Exchanges with Lowest Liquidation Risk in 2025
Not all exchanges liquidate positions the same way. Some use aggressive engines that wipe you on wicks. Here's how to pick one that gives your trades a fair shot.
You set your stop-loss at $65,000. BTC wicks to $64,800 for 2 seconds, then immediately bounces to $68,000. Your position was liquidated. The stop-loss was never touched.
This is an exchange liquidation problem — not a market problem. The exchange used its last trade price instead of mark price for liquidation. Choosing the right exchange can prevent this.
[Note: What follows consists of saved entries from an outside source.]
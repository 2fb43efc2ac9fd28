//! Route entities
//!
//! A [`RouteQuery`] names the points to connect; a [`Route`] is the immutable
//! answer, either from a directions backend or synthesised as a straight line
//! when none is reachable (`degraded == true`).

use serde::{Deserialize, Serialize};

use crate::errors::DomainError;
use crate::estimator::DistanceEstimator;
use crate::value_objects::{GeoLocation, LonLat, TransportMode};

/// Coordinate precision of route cache keys (about one meter)
const ROUTE_KEY_DECIMALS: usize = 5;

/// Points to route between, in travel order
#[derive(Debug, Clone, PartialEq, Serialize, Deserialize)]
pub struct RouteQuery {
    pub origin: GeoLocation,
    pub destination: GeoLocation,
    pub waypoints: Vec<GeoLocation>,
    pub transport_mode: TransportMode,
}

impl RouteQuery {
    /// Route directly from origin to destination
    #[must_use]
    pub const fn new(
        origin: GeoLocation,
        destination: GeoLocation,
        transport_mode: TransportMode,
    ) -> Self {
        Self {
            origin,
            destination,
            waypoints: Vec::new(),
            transport_mode,
        }
    }

    /// Add intermediate stops
    #[must_use]
    pub fn with_waypoints(mut self, waypoints: Vec<GeoLocation>) -> Self {
        self.waypoints = waypoints;
        self
    }

    /// Same points with a different mode
    #[must_use]
    pub fn for_mode(&self, transport_mode: TransportMode) -> Self {
        Self {
            transport_mode,
            ..self.clone()
        }
    }

    /// All points: origin, waypoints, destination
    #[must_use]
    pub fn points(&self) -> Vec<GeoLocation> {
        let mut points = Vec::with_capacity(self.waypoints.len() + 2);
        points.push(self.origin);
        points.extend(self.waypoints.iter().copied());
        points.push(self.destination);
        points
    }

    /// Ensure the query connects at least two distinct points
    ///
    /// # Errors
    ///
    /// Returns `DomainError::InvalidRouteQuery` when every point collapses to
    /// the same canonical coordinate.
    pub fn validate(&self) -> Result<(), DomainError> {
        let first = self.origin.key_fragment(ROUTE_KEY_DECIMALS);
        let all_same = self
            .points()
            .iter()
            .all(|p| p.key_fragment(ROUTE_KEY_DECIMALS) == first);
        if all_same {
            return Err(DomainError::invalid_route_query(
                "fewer than two distinct points",
            ));
        }
        Ok(())
    }

    /// Canonical string form used inside cache keys
    #[must_use]
    pub fn key_fragment(&self) -> String {
        let points: Vec<String> = self
            .points()
            .iter()
            .map(|p| p.key_fragment(ROUTE_KEY_DECIMALS))
            .collect();
        format!("{}|{}", self.transport_mode, points.join(";"))
    }
}

/// Kind of maneuver at the start of a step
#[derive(Debug, Clone, PartialEq, Eq, Serialize, Deserialize)]
#[serde(tag = "type", rename_all = "snake_case")]
pub enum Maneuver {
    Depart,
    Turn { modifier: Option<String> },
    Continue,
    Merge,
    Fork { modifier: Option<String> },
    Roundabout,
    ExitRoundabout,
    Arrive,
    Other { kind: String },
}

impl Maneuver {
    /// Build from the backend's `type` and optional `modifier`
    #[must_use]
    pub fn parse(kind: &str, modifier: Option<&str>) -> Self {
        let modifier = modifier.map(str::to_string);
        match kind.trim().to_lowercase().as_str() {
            "depart" => Self::Depart,
            "turn" | "end of road" => Self::Turn { modifier },
            "continue" | "new name" => Self::Continue,
            "merge" | "on ramp" => Self::Merge,
            "fork" | "off ramp" => Self::Fork { modifier },
            "roundabout" | "rotary" | "roundabout turn" => Self::Roundabout,
            "exit roundabout" | "exit rotary" => Self::ExitRoundabout,
            "arrive" => Self::Arrive,
            other => Self::Other {
                kind: other.to_string(),
            },
        }
    }

    /// Human instruction for backends that omit one
    #[must_use]
    pub fn describe(&self) -> String {
        match self {
            Self::Depart => "Start navigation".to_string(),
            Self::Turn { modifier } => format!("Turn {}", side(modifier.as_deref())),
            Self::Continue => "Continue straight".to_string(),
            Self::Merge => "Merge into traffic".to_string(),
            Self::Fork { modifier } => format!("Keep {} at the fork", side(modifier.as_deref())),
            Self::Roundabout => "Enter the roundabout".to_string(),
            Self::ExitRoundabout => "Exit the roundabout".to_string(),
            Self::Arrive => "You have arrived at your destination".to_string(),
            Self::Other { .. } => "Follow the route".to_string(),
        }
    }
}

fn side(modifier: Option<&str>) -> &'static str {
    match modifier {
        Some(m) if m.contains("right") => "right",
        _ => "left",
    }
}

/// One instruction of a route
#[derive(Debug, Clone, PartialEq, Serialize, Deserialize)]
pub struct Step {
    pub instruction: String,
    pub distance_meters: f64,
    pub duration_seconds: f64,
    pub maneuver: Maneuver,
}

/// A computed route
#[derive(Debug, Clone, PartialEq, Serialize, Deserialize)]
pub struct Route {
    pub distance_meters: f64,
    pub duration_seconds: f64,
    /// Path as `[lon, lat]` pairs
    pub geometry: Vec<LonLat>,
    /// Steps in travel order; never empty
    pub legs: Vec<Step>,
    pub transport_mode: TransportMode,
    /// True when synthesised locally instead of computed by a backend
    pub degraded: bool,
}

impl Route {
    /// Synthesise a straight-line route through the query's points
    ///
    /// The geometry is origin, waypoints, destination. Distance is the sum of
    /// haversine segments and duration follows the mode's average speed.
    #[must_use]
    pub fn straight_line(query: &RouteQuery) -> Self {
        let points = query.points();
        let distance_meters = DistanceEstimator::estimate_path(&points);
        let duration_seconds =
            DistanceEstimator::estimate_duration(distance_meters, query.transport_mode);

        Self {
            distance_meters,
            duration_seconds,
            geometry: points.iter().map(GeoLocation::to_lon_lat).collect(),
            legs: vec![Step {
                instruction: "Head straight toward the destination".to_string(),
                distance_meters,
                duration_seconds,
                maneuver: Maneuver::Depart,
            }],
            transport_mode: query.transport_mode,
            degraded: true,
        }
    }

    /// Sum of step durations; falls back to the route duration
    #[must_use]
    pub fn steps_duration_seconds(&self) -> f64 {
        let total: f64 = self.legs.iter().map(|s| s.duration_seconds.max(0.0)).sum();
        if total > 0.0 {
            total
        } else {
            self.duration_seconds.max(0.0)
        }
    }

    /// Index of the last step
    #[must_use]
    pub fn last_step_index(&self) -> usize {
        self.legs.len().saturating_sub(1)
    }
}

#[cfg(test)]
mod tests {
    use super::*;

    fn query() -> RouteQuery {
        let origin = GeoLocation::paris();
        RouteQuery::new(origin, origin.offset(2_000.0, 45.0), TransportMode::Walking)
    }

    #[test]
    fn straight_line_matches_estimate() {
        let q = query();
        let route = Route::straight_line(&q);
        let expected = DistanceEstimator::estimate(&q.origin, &q.destination);
        assert!(route.degraded);
        assert_eq!(route.geometry.len(), 2);
        assert_eq!(route.legs.len(), 1);
        assert!((route.distance_meters - expected).abs() < 1e-6);
        assert_eq!(route.geometry[0], q.origin.to_lon_lat());
    }

    #[test]
    fn straight_line_includes_waypoints() {
        let q = query().with_waypoints(vec![GeoLocation::paris().offset(500.0, 0.0)]);
        let route = Route::straight_line(&q);
        assert_eq!(route.geometry.len(), 3);
    }

    #[test]
    fn validate_rejects_single_point() {
        let p = GeoLocation::paris();
        let q = RouteQuery::new(p, p, TransportMode::Driving);
        assert!(q.validate().is_err());
        assert!(query().validate().is_ok());
    }

    #[test]
    fn key_fragment_depends_on_mode() {
        let q = query();
        assert_ne!(
            q.key_fragment(),
            q.for_mode(TransportMode::Cycling).key_fragment()
        );
    }

    #[test]
    fn maneuver_parsing_and_description() {
        let turn = Maneuver::parse("turn", Some("sharp right"));
        assert_eq!(turn.describe(), "Turn right");
        assert_eq!(Maneuver::parse("exit roundabout", None), Maneuver::ExitRoundabout);
        assert_eq!(
            Maneuver::parse("notification", None).describe(),
            "Follow the route"
        );
    }
}
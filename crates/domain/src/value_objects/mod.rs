//! Value Objects - Immutable, identity-less domain primitives

mod distance_unit;
mod geo_location;
mod place_category;
mod transport_mode;

pub use distance_unit::DistanceUnit;
pub use geo_location::{EARTH_RADIUS_METERS, GeoLocation, LonLat};
pub use place_category::{ColorTag, DEFAULT_CATEGORY, infer_category};
pub use transport_mode::TransportMode;
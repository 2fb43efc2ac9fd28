//! Bounded recent-search history

use std::collections::VecDeque;

/// Default number of remembered queries
pub const DEFAULT_HISTORY_SIZE: usize = 10;

/// Most-recent-first list of distinct queries
#[derive(Debug, Clone)]
pub struct RecentSearches {
    entries: VecDeque<String>,
    capacity: usize,
}

impl RecentSearches {
    #[must_use]
    pub fn new(capacity: usize) -> Self {
        Self {
            entries: VecDeque::with_capacity(capacity),
            capacity,
        }
    }

    /// Record a query, moving an exact duplicate to the front
    ///
    /// Blank queries are ignored.
    pub fn record(&mut self, query: &str) {
        if query.trim().is_empty() || self.capacity == 0 {
            return;
        }
        self.entries.retain(|q| q != query);
        self.entries.push_front(query.to_string());
        self.entries.truncate(self.capacity);
    }

    /// Queries, most recent first
    #[must_use]
    pub fn entries(&self) -> Vec<String> {
        self.entries.iter().cloned().collect()
    }

    pub fn clear(&mut self) {
        self.entries.clear();
    }

    #[must_use]
    pub fn len(&self) -> usize {
        self.entries.len()
    }

    #[must_use]
    pub fn is_empty(&self) -> bool {
        self.entries.is_empty()
    }
}

impl Default for RecentSearches {
    fn default() -> Self {
        Self::new(DEFAULT_HISTORY_SIZE)
    }
}
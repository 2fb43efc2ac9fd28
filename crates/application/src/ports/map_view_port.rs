//! Map view port
//!
//! The narrow side-effecting adapter between the map reconciler and a
//! concrete map library. Implementations translate these calls into marker,
//! popup and line-layer operations and forward marker clicks back to
//! `MapReconciler::select`.

use domain::{ColorTag, LonLat};
#[cfg(test)]
use mockall::automock;

/// Opaque handle to a marker created by a map view
///
/// Only the map reconciler holds these; the wrapped value is whatever the
/// adapter needs to find its marker again.
#[derive(Debug, PartialEq, Eq, Hash)]
pub struct MarkerHandle(u64);

impl MarkerHandle {
    /// Wrap an adapter-specific marker id
    #[must_use]
    pub const fn new(raw: u64) -> Self {
        Self(raw)
    }

    /// Adapter-specific marker id
    #[must_use]
    pub const fn raw(&self) -> u64 {
        self.0
    }
}

/// Text shown in a marker popup
#[derive(Debug, Clone, PartialEq, Default)]
pub struct PopupContent {
    pub title: String,
    pub address: String,
    pub distance: Option<String>,
    pub duration: Option<String>,
    pub opening_hours: Option<String>,
    pub rating: Option<String>,
}

/// Everything a map view needs to draw one result marker
#[derive(Debug, Clone, PartialEq)]
pub struct MarkerSpec {
    pub id: String,
    pub position: LonLat,
    /// One-based label shown on the marker
    pub label: String,
    pub color: ColorTag,
    pub selected: bool,
    pub popup: PopupContent,
}

/// Port to a live map
#[cfg_attr(test, automock)]
pub trait MapViewPort: Send + Sync {
    /// False once the underlying map has been torn down
    fn is_alive(&self) -> bool;

    fn create_marker(&self, spec: &MarkerSpec) -> MarkerHandle;

    fn update_marker(&self, handle: &MarkerHandle, spec: &MarkerSpec);

    fn remove_marker(&self, handle: &MarkerHandle);

    fn show_popup(&self, handle: &MarkerHandle);

    fn hide_popup(&self, handle: &MarkerHandle);

    /// Add a line layer (and its source) for a route geometry
    fn add_route_layer(&self, layer_id: &str, geometry: &[LonLat], color: &str);

    /// Reveal phase: opacity and dash progress, both in `[0, 1]`
    fn set_route_reveal(&self, layer_id: &str, opacity: f64, dash_progress: f64);

    /// Move the animated point of a route layer
    fn set_route_point(&self, layer_id: &str, position: LonLat);

    /// Remove a route layer, its source and its animated point
    fn remove_route_layer(&self, layer_id: &str);
}
//! Tracing initialisation
//!
//! Installs a `tracing-subscriber` registry with an `EnvFilter` and either a
//! human-readable or a JSON formatting layer.

mod subscriber;

pub use subscriber::{LogFormat, TelemetryConfig, TelemetryError, init_tracing};
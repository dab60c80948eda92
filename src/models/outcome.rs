// src/models/outcome.rs

//! Structured outcomes: transport results, probe results, cycle statistics.

use std::fmt;
use std::net::IpAddr;

use chrono::{DateTime, Utc};
use serde::{Deserialize, Serialize};

use crate::models::Platform;

/// Failure taxonomy recorded into collection state.
///
/// The code determines the retry strategy:
/// - `IpBlocked`: provider rejected this egress address, retried on another
///   address inside the transport
/// - `RateLimited`: throttled, retried with backoff inside the transport
/// - `NetworkError` / `ServerError` / `ParseError` / `NoAvailableAddress`:
///   surfaced immediately, retried on the next cycle
/// - `AppNotFound`: permanent, never retried
/// - `NoReviews`: retried only when the remote count changes
/// - `ApiLimitReached`: not a failure; recorded as the limited reason
#[derive(Debug, Clone, Copy, PartialEq, Eq, Serialize, Deserialize)]
#[serde(rename_all = "SCREAMING_SNAKE_CASE")]
pub enum ErrorCode {
    IpBlocked,
    RateLimited,
    NetworkError,
    ServerError,
    ParseError,
    NoAvailableAddress,
    AppNotFound,
    NoReviews,
    ApiLimitReached,
}

impl ErrorCode {
    /// Stable text form stored in `last_failure_reason`.
    pub fn as_str(&self) -> &'static str {
        match self {
            ErrorCode::IpBlocked => "IP_BLOCKED",
            ErrorCode::RateLimited => "RATE_LIMITED",
            ErrorCode::NetworkError => "NETWORK_ERROR",
            ErrorCode::ServerError => "SERVER_ERROR",
            ErrorCode::ParseError => "PARSE_ERROR",
            ErrorCode::NoAvailableAddress => "NO_AVAILABLE_ADDRESS",
            ErrorCode::AppNotFound => "APP_NOT_FOUND",
            ErrorCode::NoReviews => "NO_REVIEWS",
            ErrorCode::ApiLimitReached => "API_LIMIT_REACHED",
        }
    }
}

impl fmt::Display for ErrorCode {
    fn fmt(&self, f: &mut fmt::Formatter<'_>) -> fmt::Result {
        f.write_str(self.as_str())
    }
}

/// Result of one logical transport request, address failover and rate-limit
/// retries included. Ephemeral; never persisted as-is.
#[derive(Debug, Clone)]
pub struct RequestOutcome {
    pub success: bool,

    /// Last HTTP status seen, if the request got that far
    pub status: Option<u16>,

    /// Raw response body on success
    pub body: Option<String>,

    /// Parsed body, when JSON parsing was requested
    pub json: Option<serde_json::Value>,

    pub error_code: Option<ErrorCode>,
    pub error_detail: Option<String>,

    /// Egress address the final attempt used
    pub address: Option<IpAddr>,

    /// Total send attempts, failovers and backoff retries included
    pub attempts: u32,
}

impl RequestOutcome {
    pub fn succeeded(
        status: u16,
        body: String,
        json: Option<serde_json::Value>,
        address: IpAddr,
        attempts: u32,
    ) -> Self {
        Self {
            success: true,
            status: Some(status),
            body: Some(body),
            json,
            error_code: None,
            error_detail: None,
            address: Some(address),
            attempts,
        }
    }

    pub fn failed(
        code: ErrorCode,
        detail: impl Into<String>,
        status: Option<u16>,
        address: Option<IpAddr>,
        attempts: u32,
    ) -> Self {
        Self {
            success: false,
            status,
            body: None,
            json: None,
            error_code: Some(code),
            error_detail: Some(detail.into()),
            address,
            attempts,
        }
    }
}

/// Result of probing one egress address against one target's canary.
#[derive(Debug, Clone, Serialize)]
pub struct ProbeResult {
    pub address: IpAddr,
    pub target: Platform,
    pub working: bool,
    pub error: Option<String>,
    pub tested_at: DateTime<Utc>,
}

/// What one collector invocation produced for one entity.
#[derive(Debug, Clone)]
pub enum CollectStatus {
    /// Collection ran to its stopping condition
    Completed {
        new_reviews: usize,
        limited: bool,
        limited_reason: Option<String>,
    },
    /// Collection failed in a classified way
    Failed { code: ErrorCode, detail: String },
}

/// Counters for one full cycle.
#[derive(Debug, Clone, Default, PartialEq, Eq)]
pub struct CycleStats {
    /// Entities evaluated by the decision engine
    pub checked: usize,
    /// Entities collected successfully
    pub collected: usize,
    /// Entities skipped by decision
    pub skipped: usize,
    /// Entities that failed collection
    pub failed: usize,
    /// New reviews stored across all entities
    pub reviews_collected: usize,
}

impl CycleStats {
    pub fn summary(&self) -> String {
        format!(
            "checked={} collected={} skipped={} failed={} reviews={}",
            self.checked, self.collected, self.skipped, self.failed, self.reviews_collected
        )
    }
}
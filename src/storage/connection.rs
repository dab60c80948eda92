// src/storage/connection.rs

//! Database connection lifecycle.

use std::time::Duration;

use sqlx::postgres::{PgPool, PgPoolOptions};
use tokio::sync::Mutex;

use crate::models::StorageConfig;

/// Owns the PostgreSQL pool handle with an explicit reset path.
///
/// The pool opens lazily on first acquire and is handed out as a cheap
/// clone. During an outage the guard calls [`reset`](Self::reset) to drop the
/// handle; the next acquire dials fresh instead of reusing sockets the server
/// side already abandoned.
pub struct ConnectionManager {
    url: String,
    connect_timeout: Duration,
    pool: Mutex<Option<PgPool>>,
}

impl ConnectionManager {
    pub fn new(url: impl Into<String>, connect_timeout: Duration) -> Self {
        Self {
            url: url.into(),
            connect_timeout,
            pool: Mutex::new(None),
        }
    }

    pub fn from_config(config: &StorageConfig) -> Self {
        Self::new(
            config.database_url(),
            Duration::from_secs(config.connect_timeout_secs),
        )
    }

    /// Current pool, dialing a new one if none is open.
    pub async fn acquire(&self) -> sqlx::Result<PgPool> {
        let mut slot = self.pool.lock().await;
        if let Some(pool) = slot.as_ref() {
            if !pool.is_closed() {
                return Ok(pool.clone());
            }
        }

        log::debug!("opening database connection");
        let pool = PgPoolOptions::new()
            .max_connections(1)
            .acquire_timeout(self.connect_timeout)
            .connect(&self.url)
            .await?;
        *slot = Some(pool.clone());
        Ok(pool)
    }

    /// Force-close the pool so the next acquire dials fresh.
    pub async fn reset(&self) {
        let mut slot = self.pool.lock().await;
        if let Some(pool) = slot.take() {
            log::debug!("resetting database connection");
            pool.close().await;
        }
    }

    /// Close the pool at shutdown.
    pub async fn release(&self) {
        let mut slot = self.pool.lock().await;
        if let Some(pool) = slot.take() {
            log::info!("database connection released");
            pool.close().await;
        }
    }
}

#[cfg(test)]
mod tests {
    use super::*;

    #[tokio::test]
    async fn test_acquire_fails_cleanly_without_server() {
        // Port 1 refuses immediately; no listener runs there
        let conn = ConnectionManager::new(
            "postgres://nobody@127.0.0.1:1/nothing",
            Duration::from_secs(2),
        );
        assert!(conn.acquire().await.is_err());
        // Reset on an unopened handle is a no-op
        conn.reset().await;
        conn.release().await;
    }
}
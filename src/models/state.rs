// src/models/state.rs

//! Per-entity collection state and the decisions derived from it.

use chrono::{DateTime, Utc};
use serde::{Deserialize, Serialize};

use crate::models::Platform;

/// Persistent collection cursor for one (entity, platform) pair.
///
/// The row's existence is not meaningful by itself; it is created by the
/// first recorded attempt, successful or not, and mutated on every attempt
/// afterwards. Retention is an external concern.
#[derive(Debug, Clone, Serialize, Deserialize)]
pub struct CollectionState {
    pub entity_id: String,
    pub platform: Platform,

    /// Last attempt of any kind, success or failure
    pub last_attempt_at: Option<DateTime<Utc>>,

    /// Last successful collection; failures never move this
    pub last_success_at: Option<DateTime<Utc>>,

    /// Provider-reported total as of the last success. `None` until the
    /// first success; failures never move this either.
    pub last_known_remote_count: Option<i64>,

    /// Reviews actually present in our store, recomputed on every success
    pub collected_count: i64,

    /// Taxonomy code of the last failure, cleared by success
    pub last_failure_reason: Option<String>,

    /// Human-readable detail of the last failure, cleared by success
    pub last_failure_detail: Option<String>,

    /// Failures since the last success; reset to 0 only by success
    pub consecutive_failures: i32,

    /// Provider-side collection ceiling was hit on the last success
    pub limited: bool,

    /// Why collection was limited (e.g. "API_LIMIT_REACHED")
    pub limited_reason: Option<String>,
}

/// How to collect when the decision engine says to proceed.
#[derive(Debug, Clone, Copy, PartialEq, Eq, Serialize, Deserialize)]
#[serde(rename_all = "lowercase")]
pub enum CollectionMode {
    /// Never-seen entity: pull as much as the provider allows
    Initial,
    /// Known entity with new reviews: newest-first, stop at a known review
    Incremental,
}

impl CollectionMode {
    pub fn as_str(&self) -> &'static str {
        match self {
            CollectionMode::Initial => "initial",
            CollectionMode::Incremental => "incremental",
        }
    }
}

impl std::fmt::Display for CollectionMode {
    fn fmt(&self, f: &mut std::fmt::Formatter<'_>) -> std::fmt::Result {
        f.write_str(self.as_str())
    }
}

/// Why an entity was skipped this cycle.
#[derive(Debug, Clone, Copy, PartialEq, Eq)]
pub enum SkipReason {
    /// External catalog marked the entity permanently failed
    PermanentlyFailed,
    /// Provider reports zero reviews
    NoReviewsOnStore,
    /// Remote count has not moved since the last success
    NoChange,
}

impl SkipReason {
    pub fn as_str(&self) -> &'static str {
        match self {
            SkipReason::PermanentlyFailed => "permanently_failed",
            SkipReason::NoReviewsOnStore => "no_reviews_on_store",
            SkipReason::NoChange => "no_change",
        }
    }
}

impl std::fmt::Display for SkipReason {
    fn fmt(&self, f: &mut std::fmt::Formatter<'_>) -> std::fmt::Result {
        f.write_str(self.as_str())
    }
}

/// Outcome of the should-collect evaluation.
#[derive(Debug, Clone, Copy, PartialEq, Eq)]
pub enum Decision {
    Collect(CollectionMode),
    Skip(SkipReason),
}

impl Decision {
    pub fn should_collect(&self) -> bool {
        matches!(self, Decision::Collect(_))
    }
}
// src/storage/mod.rs

//! Storage layer: collection state, collected reviews, entity catalog.
//!
//! The traits here are the seam between the pipeline and the database.
//! `PgStateStore` is the production backend; `MemoryStore` mirrors its
//! semantics for tests and dry runs.

mod connection;
mod guard;
mod memory;
mod postgres;

pub use connection::ConnectionManager;
pub use guard::{OutageGuard, is_unavailable};
pub use memory::MemoryStore;
pub use postgres::PgStateStore;

use std::collections::HashSet;

use async_trait::async_trait;
use chrono::{DateTime, Utc};
use serde_json::Value;

use crate::error::Result;
use crate::models::{CatalogEntry, CollectionState, ErrorCode, Platform, ProbeResult};

/// Aggregated failure count for one (platform, reason) pair.
#[derive(Debug, Clone, PartialEq, Eq)]
pub struct FailureStat {
    pub platform: Platform,
    pub reason: String,
    pub count: i64,
}

/// One entity with a worrying failure streak.
#[derive(Debug, Clone)]
pub struct FailingEntity {
    pub entity_id: String,
    pub platform: Platform,
    pub consecutive_failures: i32,
    pub last_failure_reason: Option<String>,
    pub last_attempt_at: Option<DateTime<Utc>>,
}

/// Attempt counters over a trailing window.
#[derive(Debug, Clone, Default, PartialEq, Eq)]
pub struct ActivityStats {
    pub attempted: i64,
    pub succeeded: i64,
    pub failed: i64,
}

/// Collection state and review persistence.
#[async_trait]
pub trait StateStore: Send + Sync {
    /// Create tables and indexes if they do not exist.
    async fn init_schema(&self) -> Result<()>;

    /// Load the sync cursor for one entity, if any attempt was ever recorded.
    async fn fetch_state(
        &self,
        entity_id: &str,
        platform: Platform,
    ) -> Result<Option<CollectionState>>;

    /// Record a successful collection run: clears the failure streak,
    /// advances the remote-count cursor, and recomputes the collected count
    /// from the stored reviews. Returns the recomputed count.
    async fn record_success(
        &self,
        entity_id: &str,
        platform: Platform,
        remote_count: i64,
        limited: bool,
        limited_reason: Option<&str>,
    ) -> Result<i64>;

    /// Record a failed collection attempt: bumps the failure streak
    /// atomically and leaves the remote-count cursor untouched so the next
    /// cycle sees the same change signal. Returns the new streak length.
    async fn record_failure(
        &self,
        entity_id: &str,
        platform: Platform,
        reason: ErrorCode,
        detail: Option<&str>,
    ) -> Result<i32>;

    /// Ids of every stored review for one entity.
    async fn review_ids(&self, entity_id: &str, platform: Platform) -> Result<HashSet<String>>;

    /// Insert reviews, ignoring ids already present. Returns how many were
    /// actually new.
    async fn insert_reviews(
        &self,
        entity_id: &str,
        platform: Platform,
        reviews: &[(String, Value)],
    ) -> Result<usize>;

    /// Ground-truth count of stored reviews for one entity.
    async fn count_reviews(&self, entity_id: &str, platform: Platform) -> Result<i64>;

    /// Persist egress probe outcomes for operator inspection.
    async fn save_probe_results(&self, results: &[ProbeResult]) -> Result<()>;

    /// Failure counts grouped by reason, worst first.
    async fn failure_stats(&self, platform: Option<Platform>) -> Result<Vec<FailureStat>>;

    /// Entities at or above a failure-streak threshold, worst first.
    async fn failing_entities(&self, min_failures: i32) -> Result<Vec<FailingEntity>>;

    /// Attempt counters over the last 24 hours.
    async fn recent_activity(&self) -> Result<ActivityStats>;
}

/// Read access to the entity catalog maintained by the metadata collector.
#[async_trait]
pub trait EntityCatalog: Send + Sync {
    /// Entities to evaluate for a platform, with their current remote counts.
    async fn list_entities(&self, platform: Platform) -> Result<Vec<CatalogEntry>>;

    /// Whether the entity is marked permanently failed (e.g. delisted).
    async fn is_permanently_failed(&self, entity_id: &str, platform: Platform) -> Result<bool>;
}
Mark price vs last trade price
Exchanges using mark price protect you from wick liquidations. Bybit, OKX, and Binance all use mark price. Some smaller exchanges still use last price — avoid them for leveraged trading.
Exchanges ranked by liquidation safety
1. Bybit — Best liquidation engine
Bybit uses mark price with a tight spread between mark and last price. They also have insurance fund protection so you're less likely to go into negative balance. Auto-deleveraging is rare.
- Mark price liquidation
- Insurance fund: $350M+
- Partial liquidation before full close
- Maintenance margin lower than average on major pairs
2. OKX — Most transparent liquidation
OKX publishes their full liquidation methodology and has one of the most transparent insurance fund disclosures. Mark price with index from 8 spot exchanges.
3. Gate.io — Low maintenance margin
Gate.io has lower maintenance margin requirements on many pairs, meaning your position stays open longer before liquidation triggers. Good for tight SL strategies.
How to check your liquidation price
Before opening any leveraged position, always calculate exactly where you'd be liquidated. Small differences in leverage or entry price can move your liquidation by hundreds of dollars.
Tips to reduce liquidation risk
- Use lower leverage: x5 gives you 18% buffer. x20 gives only 4.5%. Small wicks won't touch you at low leverage.
- Set stop-loss above your liquidation: Never let the exchange liquidate you — exit yourself first.
- Use cross margin carefully: Isolated margin limits your loss to that position. Cross margin can liquidate your entire account.
- Avoid illiquid pairs: Wide spreads and thin order books = more wick exposure.
- Don't trade around funding time: 8-hour marks see increased volatility as positions are closed.
The single most important rule
Calculate your liquidation price before entering, not after. Know exactly how far price needs to move against you. If you're not comfortable with that number, reduce leverage or reduce position size.